Overall, it is evident that different design strategies may offer varying degrees of benefits for different user groups. The extent to which a decision maker is willing to prioritize robustness over other objectives ultimately depends on their specific goals and priorities. Finally, the complexity of this problem, even within the context of a relatively small-scale case study focused on a single district, supports the necessity of developing systematic tools to facilitate informed decision-making processes.

Conclusions and future developments

In this work, we introduce an optimization model aimed at locating new accessible roads and service facilities, while accounting for demand groups with varying walking abilities. Recognizing the NP-hard nature of the model, computational analyses reveal that solving it using general-purpose solvers can be time-consuming, especially for instances of realistic sizes. To address this challenge, we develop and test a randomized greedy solution algorithm, demonstrating its efficacy in retrieving optimal and near-optimal solutions within reasonable time. The model is applied to a case study based on Huai Kwang district of Bangkok, focusing on health and education services. The results demonstrate that significant improvements can be achieved by adding new accessible roads along with new facilities. The case study also highlights differences in solutions for different demand groups and investigate a simple approach to obtain more robust designs. The model results help identify specific areas within the Huai Kwang district where adding new facilities and accessible roads would most improve accessibility for various demand groups. This shows that urban planners could use a similar approach to guide zoning changes that promote the inclusion of essential services in underserved areas. Additionally, the findings support the need to enhance accessibility for vulnerable or mobility-impaired groups by prioritizing investments in accessible infrastructure development. The results align with the study’s objective of developing a practical decision support tool for planners, demonstrating how targeted investments and strategic planning can significantly improve non-motorized accessibility.

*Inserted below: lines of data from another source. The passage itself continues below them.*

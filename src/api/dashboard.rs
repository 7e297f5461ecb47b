//! Dashboard snapshot and spreadsheet export.

use super::{ApiClient, ApiResult, Download};
use crate::models::{DashboardFilter, DashboardSnapshot};

impl ApiClient {
    pub async fn dashboard(&self, filter: &DashboardFilter) -> ApiResult<DashboardSnapshot> {
        self.get_data("/dashboard", &filter.query()).await
    }

    /// Same filter as the snapshot, rendered server-side as a spreadsheet
    pub async fn export_dashboard(&self, filter: &DashboardFilter) -> ApiResult<Download> {
        self.download("/dashboard/export", &filter.query()).await
    }
}

#[cfg(test)]
mod tests {
    use std::collections::HashMap;

    use axum::extract::Query;
    use axum::http::{header, StatusCode};
    use axum::response::IntoResponse;
    use axum::routing::get;
    use axum::{Json, Router};
    use serde_json::json;

    use crate::api::testing::mock_backend;
    use crate::models::{DashboardFilter, OfferType};

    fn backend() -> Router {
        Router::new()
            .route(
                "/api/dashboard",
                get(|Query(q): Query<HashMap<String, String>>| async move {
                    assert_eq!(q.get("year").map(String::as_str), Some("2024"));
                    assert_eq!(q.get("month").map(String::as_str), Some("5"));
                    assert!(!q.contains_key("employee_id"));
                    Json(json!({"data": {
                        "financial": {"total_revenue": "12500.50", "period_revenue": 1800, "previous_period_revenue": 1500},
                        "clients": {"total_clients": 42, "new_clients": 5},
                        "revenue_history": [{"label": "2024-04", "revenue": 1500}, {"label": "2024-05", "revenue": 1800}],
                        "subscription_distribution": [{"offer_type": "Monthly", "count": 20}],
                        "leaderboard": [{"employee_id": 2, "name": "Youssef", "revenue": 900}],
                        "expiring": [{"id": 3, "client_name": "Karim", "offer_type": "Annual", "end_date": "2024-05-20"}]
                    }}))
                }),
            )
            .route(
                "/api/dashboard/export",
                get(|Query(q): Query<HashMap<String, String>>| async move {
                    if q.contains_key("employee_id") {
                        return (
                            StatusCode::FORBIDDEN,
                            Json(json!({"message": "Export restricted to administrators"})),
                        )
                            .into_response();
                    }
                    (
                        [(header::CONTENT_TYPE, "application/vnd.openxmlformats-officedocument.spreadsheetml.sheet")],
                        b"PK\x03\x04".to_vec(),
                    )
                        .into_response()
                }),
            )
    }

    #[tokio::test]
    async fn test_dashboard_snapshot_decodes() {
        let client = mock_backend(backend()).await;
        let filter = DashboardFilter {
            employee_id: None,
            year: Some(2024),
            month: Some(5),
        };

        let snapshot = client.dashboard(&filter).await.unwrap();
        assert_eq!(snapshot.financial.total_revenue, 12500.5);
        assert_eq!(snapshot.clients.total_clients, 42);
        assert_eq!(snapshot.revenue_history.len(), 2);
        assert_eq!(snapshot.subscription_distribution[0].offer_type, OfferType::Monthly);
        assert_eq!(snapshot.expiring[0].client_name, "Karim");
    }

    #[tokio::test]
    async fn test_export_returns_bytes_or_message() {
        let client = mock_backend(backend()).await;

        let file = client.export_dashboard(&DashboardFilter::default()).await.unwrap();
        assert_eq!(&file.bytes[..], b"PK\x03\x04");

        let err = client
            .export_dashboard(&DashboardFilter {
                employee_id: Some(2),
                ..Default::default()
            })
            .await
            .unwrap_err();
        assert_eq!(err.user_message(), "Export restricted to administrators");
    }
}
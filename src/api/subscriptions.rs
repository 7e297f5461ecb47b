//! Subscription (`/abonnements`) endpoints.

use reqwest::Method;
use tracing::info;

use super::{ApiClient, ApiResult, Download};
use crate::models::{
    CancelRequest, Paginated, RecordId, RenewRequest, Subscription, SubscriptionFilter,
    SubscriptionInput,
};

/// Result of a renewal as the view needs it
#[derive(Debug, Clone, PartialEq)]
pub struct RenewOutcome {
    /// Record to display in place of the renewed one
    pub subscription: Subscription,
    /// Set when the server opened the new cycle as a new record
    pub redirect_to: Option<RecordId>,
}

impl ApiClient {
    pub async fn list_subscriptions(
        &self,
        filter: &SubscriptionFilter,
    ) -> ApiResult<Paginated<Subscription>> {
        self.get_page("/abonnements", &filter.query()).await
    }

    pub async fn get_subscription(&self, id: RecordId) -> ApiResult<Subscription> {
        self.get_data(&format!("/abonnements/{}", id), &[]).await
    }

    pub async fn create_subscription(&self, input: &SubscriptionInput) -> ApiResult<Subscription> {
        self.post_data("/abonnements", input).await
    }

    pub async fn update_subscription(
        &self,
        id: RecordId,
        input: &SubscriptionInput,
    ) -> ApiResult<Subscription> {
        self.put_data(&format!("/abonnements/{}", id), input).await
    }

    /// Soft delete; recoverable from the recycle bin.
    pub async fn delete_subscription(&self, id: RecordId) -> ApiResult<()> {
        self.execute(Method::DELETE, &format!("/abonnements/{}", id), &[]).await
    }

    /// Close the current cycle and open a new one with a payment. The
    /// server does all of it; nothing is retried or rolled back here.
    pub async fn renew_subscription(&self, id: RecordId, request: &RenewRequest) -> ApiResult<RenewOutcome> {
        let subscription: Subscription = self
            .post_data(&format!("/abonnements/{}/renew", id), request)
            .await?;
        let redirect_to = (subscription.id != id).then_some(subscription.id);
        info!(subscription = id, renewed_as = subscription.id, "Subscription renewed");
        Ok(RenewOutcome {
            subscription,
            redirect_to,
        })
    }

    /// Mark as Cancelled and fix the end date. The record stays listed.
    pub async fn cancel_subscription(&self, id: RecordId, request: &CancelRequest) -> ApiResult<Subscription> {
        self.post_data(&format!("/abonnements/{}/cancel", id), request)
            .await
    }

    /// Payment receipt as PDF
    pub async fn download_receipt(&self, id: RecordId) -> ApiResult<Download> {
        self.download(&format!("/abonnements/{}/receipt", id), &[]).await
    }
}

While our work offers a novel approach to optimizing non-motorized accessibility, there are a few limitations to acknowledge. First, the model does not currently account for capacity constraints at facilities, which could impact accessibility in high-demand areas where congestion may occur. Second, although the heuristic developed is capable of handling realistic-sized networks, its scalability is challenged by significantly larger networks; addressing this may require developing more advanced algorithms or accepting a larger gap between optimal and retrieved solutions. Third, the model depends on detailed network data, requiring each link to be inspected and labeled with accessibility-relevant attributes. This data collection process can be demanding, especially in regions lacking granular data.

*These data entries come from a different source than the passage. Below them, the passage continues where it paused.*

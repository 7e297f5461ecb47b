//! Error classification for backend responses.
//!
//! Every failed call is sorted into one of the categories the views know how
//! to present: field-keyed validation errors, authentication/authorization
//! failures, missing records, and everything else as a generic failure.

use std::collections::BTreeMap;

use serde::Deserialize;
use thiserror::Error;

/// Shown when the server gives no usable message
pub const GENERIC_ERROR: &str = "Something went wrong. Please try again.";

/// Shown when a failed download carries no readable message
pub const GENERIC_DOWNLOAD_ERROR: &str = "The file could not be generated. Please try again.";

/// Machine-readable error category
#[derive(Debug, Clone, Copy, PartialEq, Eq)]
pub enum ErrorCode {
    Validation,
    Unauthorized,
    Forbidden,
    NotFound,
    Server,
    Network,
    Decode,
}

impl ErrorCode {
    /// Category for a non-success HTTP status
    pub fn from_status(status: u16) -> Self {
        match status {
            422 => ErrorCode::Validation,
            401 => ErrorCode::Unauthorized,
            403 => ErrorCode::Forbidden,
            404 => ErrorCode::NotFound,
            _ => ErrorCode::Server,
        }
    }

    pub fn as_str(&self) -> &'static str {
        match self {
            ErrorCode::Validation => "validation_error",
            ErrorCode::Unauthorized => "unauthorized",
            ErrorCode::Forbidden => "forbidden",
            ErrorCode::NotFound => "not_found",
            ErrorCode::Server => "server_error",
            ErrorCode::Network => "network_error",
            ErrorCode::Decode => "decode_error",
        }
    }
}

/// Field-keyed validation messages, as the backend's 422 responses carry them
#[derive(Debug, Clone, Default, PartialEq, Eq)]
pub struct ValidationErrors {
    message: Option<String>,
    fields: BTreeMap<String, Vec<String>>,
}

impl ValidationErrors {
    pub fn new(message: Option<String>, fields: BTreeMap<String, Vec<String>>) -> Self {
        Self { message, fields }
    }

    pub fn builder() -> ValidationErrorBuilder {
        ValidationErrorBuilder::default()
    }

    /// Messages for one field
    pub fn get(&self, field: &str) -> Option<&[String]> {
        self.fields.get(field).map(Vec::as_slice)
    }

    pub fn fields(&self) -> impl Iterator<Item = (&str, &[String])> {
        self.fields.iter().map(|(k, v)| (k.as_str(), v.as_slice()))
    }

    pub fn is_empty(&self) -> bool {
        self.fields.is_empty()
    }

    /// One-line description: the server's message, the only field message,
    /// or a count of failing fields.
    pub fn summary(&self) -> String {
        if let Some(message) = &self.message {
            return message.clone();
        }
        if self.fields.len() == 1 {
            self.fields
                .values()
                .next()
                .and_then(|v| v.first())
                .cloned()
                .unwrap_or_else(|| "Validation failed".to_string())
        } else {
            format!("Validation failed for {} fields", self.fields.len())
        }
    }
}

impl std::fmt::Display for ValidationErrors {
    fn fmt(&self, f: &mut std::fmt::Formatter<'_>) -> std::fmt::Result {
        f.write_str(&self.summary())
    }
}

impl std::error::Error for ValidationErrors {}

/// Builder for collecting client-side form errors before a request is sent
#[derive(Debug, Default)]
pub struct ValidationErrorBuilder {
    errors: BTreeMap<String, Vec<String>>,
}

impl ValidationErrorBuilder {
    pub fn add(&mut self, field: impl Into<String>, message: impl Into<String>) -> &mut Self {
        self.errors
            .entry(field.into())
            .or_default()
            .push(message.into());
        self
    }

    pub fn is_empty(&self) -> bool {
        self.errors.is_empty()
    }

    pub fn build(self) -> Option<ValidationErrors> {
        if self.errors.is_empty() {
            None
        } else {
            Some(ValidationErrors::new(None, self.errors))
        }
    }

    /// Ok(()) if nothing was added
    pub fn finish(self) -> Result<(), ValidationErrors> {
        match self.build() {
            Some(err) => Err(err),
            None => Ok(()),
        }
    }
}

/// Failure of a backend call
#[derive(Debug, Error)]
pub enum ApiError {
    #[error("{0}")]
    Validation(ValidationErrors),

    #[error("{message}")]
    Unauthorized { message: String },

    #[error("{message}")]
    Forbidden { message: String },

    #[error("{message}")]
    NotFound { message: String },

    #[error("server returned {status}: {message}")]
    Server { status: u16, message: String },

    #[error("network error: {0}")]
    Network(#[from] reqwest::Error),

    #[error("unexpected response: {0}")]
    Decode(String),
}

/// Error body as the backend renders it (`{message, errors}`), with the
/// occasional `{error}` from middleware.
#[derive(Debug, Default, Deserialize)]
struct ServerErrorBody {
    #[serde(default)]
    message: Option<String>,
    #[serde(default)]
    error: Option<String>,
    #[serde(default)]
    errors: Option<BTreeMap<String, Vec<String>>>,
}

impl ServerErrorBody {
    fn parse(body: &[u8]) -> Option<Self> {
        serde_json::from_slice(body).ok()
    }

    fn message(&self) -> Option<String> {
        self.message
            .clone()
            .or_else(|| self.error.clone())
            .filter(|m| !m.trim().is_empty())
    }
}

impl ApiError {
    /// Classify a non-success response from its status and raw body.
    pub fn from_response(status: u16, body: &[u8]) -> Self {
        let parsed = ServerErrorBody::parse(body).unwrap_or_default();
        let message = parsed.message();

        match ErrorCode::from_status(status) {
            ErrorCode::Validation => ApiError::Validation(ValidationErrors::new(
                message,
                parsed.errors.unwrap_or_default(),
            )),
            ErrorCode::Unauthorized => ApiError::Unauthorized {
                message: message.unwrap_or_else(|| "Unauthenticated.".to_string()),
            },
            ErrorCode::Forbidden => ApiError::Forbidden {
                message: message.unwrap_or_else(|| "Access denied.".to_string()),
            },
            ErrorCode::NotFound => ApiError::NotFound {
                message: message.unwrap_or_else(|| "Record not found.".to_string()),
            },
            _ => ApiError::Server {
                status,
                message: message.unwrap_or_else(|| GENERIC_ERROR.to_string()),
            },
        }
    }

    pub fn code(&self) -> ErrorCode {
        match self {
            ApiError::Validation(_) => ErrorCode::Validation,
            ApiError::Unauthorized { .. } => ErrorCode::Unauthorized,
            ApiError::Forbidden { .. } => ErrorCode::Forbidden,
            ApiError::NotFound { .. } => ErrorCode::NotFound,
            ApiError::Server { .. } => ErrorCode::Server,
            ApiError::Network(_) => ErrorCode::Network,
            ApiError::Decode(_) => ErrorCode::Decode,
        }
    }

    /// Message safe to show to the user
    pub fn user_message(&self) -> String {
        match self {
            ApiError::Validation(errors) => errors.summary(),
            ApiError::Unauthorized { message }
            | ApiError::Forbidden { message }
            | ApiError::NotFound { message }
            | ApiError::Server { message, .. } => message.clone(),
            ApiError::Network(_) | ApiError::Decode(_) => GENERIC_ERROR.to_string(),
        }
    }

    pub fn is_unauthorized(&self) -> bool {
        self.code() == ErrorCode::Unauthorized
    }
}

/// Message carried by a download that came back as an error.
///
/// Such payloads are usually JSON wrapped as a binary blob; anything that
/// does not parse yields the generic download message.
pub fn download_error_message(body: &[u8]) -> String {
    ServerErrorBody::parse(body)
        .and_then(|b| b.message())
        .unwrap_or_else(|| GENERIC_DOWNLOAD_ERROR.to_string())
}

There are several lines of research that can be explored to expand this work. Firstly, the model could be expanded to incorporate a temporal dimension, enabling the construction of networks capable of accommodating significant demographic changes over time. Additionally, factors such as weather conditions and their impact on walkability could be explored, particularly in regions prone to issues like flooding. Integrating uncertainty and robustness features into the model could help address potential disruptions to paths caused by such environmental factors. Moreover, the problem scope could be broadened by considering a range of accessibility investments, such as building access ramps or adding cover-ways, to cater to different requirements for making links accessible. Finally, efforts should be directed towards refining solution algorithms to effectively tackle larger and more complex datasets as the problem complexity increases with the incorporation of new features.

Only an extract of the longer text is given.